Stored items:
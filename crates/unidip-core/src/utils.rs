//! Utility functions for working with data slices

use crate::{Error, Result};
use ordered_float::OrderedFloat;

/// Check that every value is finite
pub fn ensure_finite(data: &[f64], context: &str) -> Result<()> {
    if data.iter().any(|x| !x.is_finite()) {
        return Err(Error::non_finite(context));
    }
    Ok(())
}

/// Sort finite data ascending and return a new vector
///
/// # Examples
///
/// ```rust
/// use unidip_core::utils::sorted;
///
/// let data = vec![3.0, 1.0, 5.0, 2.0, 4.0];
/// assert_eq!(sorted(&data), vec![1.0, 2.0, 3.0, 4.0, 5.0]);
/// ```
pub fn sorted(data: &[f64]) -> Vec<f64> {
    let mut sorted = data.to_vec();
    sorted.sort_unstable_by_key(|&x| OrderedFloat(x));
    sorted
}

/// Collapse a sample into strictly increasing unique values and their
/// multiplicities
///
/// # Examples
///
/// ```rust
/// use unidip_core::utils::unique_counts;
///
/// let (values, counts) = unique_counts(&[2.0, 1.0, 2.0, 3.0, 2.0]);
/// assert_eq!(values, vec![1.0, 2.0, 3.0]);
/// assert_eq!(counts, vec![1.0, 3.0, 1.0]);
/// ```
pub fn unique_counts(data: &[f64]) -> (Vec<f64>, Vec<f64>) {
    let mut values: Vec<f64> = Vec::new();
    let mut counts: Vec<f64> = Vec::new();
    for x in sorted(data) {
        match values.last() {
            Some(&last) if last == x => {
                if let Some(c) = counts.last_mut() {
                    *c += 1.0;
                }
            }
            _ => {
                values.push(x);
                counts.push(1.0);
            }
        }
    }
    (values, counts)
}

/// Permutation that sorts `keys` ascending
pub fn argsort(keys: &[f64]) -> Vec<usize> {
    let mut order: Vec<usize> = (0..keys.len()).collect();
    order.sort_by_key(|&i| OrderedFloat(keys[i]));
    order
}

/// True when the slice is strictly increasing
pub fn is_strictly_increasing(data: &[f64]) -> bool {
    data.windows(2).all(|w| w[0] < w[1])
}

#[cfg(test)]
mod tests {
    use super::*;
    use proptest::prelude::*;

    #[test]
    fn test_ensure_finite() {
        assert!(ensure_finite(&[1.0, 2.0], "sample").is_ok());
        assert!(ensure_finite(&[1.0, f64::NAN], "sample").is_err());
        assert!(ensure_finite(&[f64::NEG_INFINITY], "sample").is_err());
    }

    #[test]
    fn test_argsort() {
        let keys = [3.0, -1.0, 2.0];
        assert_eq!(argsort(&keys), vec![1, 2, 0]);
    }

    #[test]
    fn test_strictly_increasing() {
        assert!(is_strictly_increasing(&[1.0, 2.0, 3.0]));
        assert!(!is_strictly_increasing(&[1.0, 1.0, 3.0]));
        assert!(is_strictly_increasing(&[]));
    }

    proptest! {
        #[test]
        fn prop_unique_counts_preserve_total(data in prop::collection::vec(-50i32..50, 1..200)) {
            let data: Vec<f64> = data.into_iter().map(f64::from).collect();
            let (values, counts) = unique_counts(&data);
            prop_assert!(is_strictly_increasing(&values));
            prop_assert_eq!(values.len(), counts.len());
            prop_assert_eq!(counts.iter().sum::<f64>() as usize, data.len());
        }
    }
}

● **WORK TO BE COMPLETED**:
Above are some records. Report the number of their lines that include "Error", and add nothing else.

● **EXERCISE ANSWER**:
2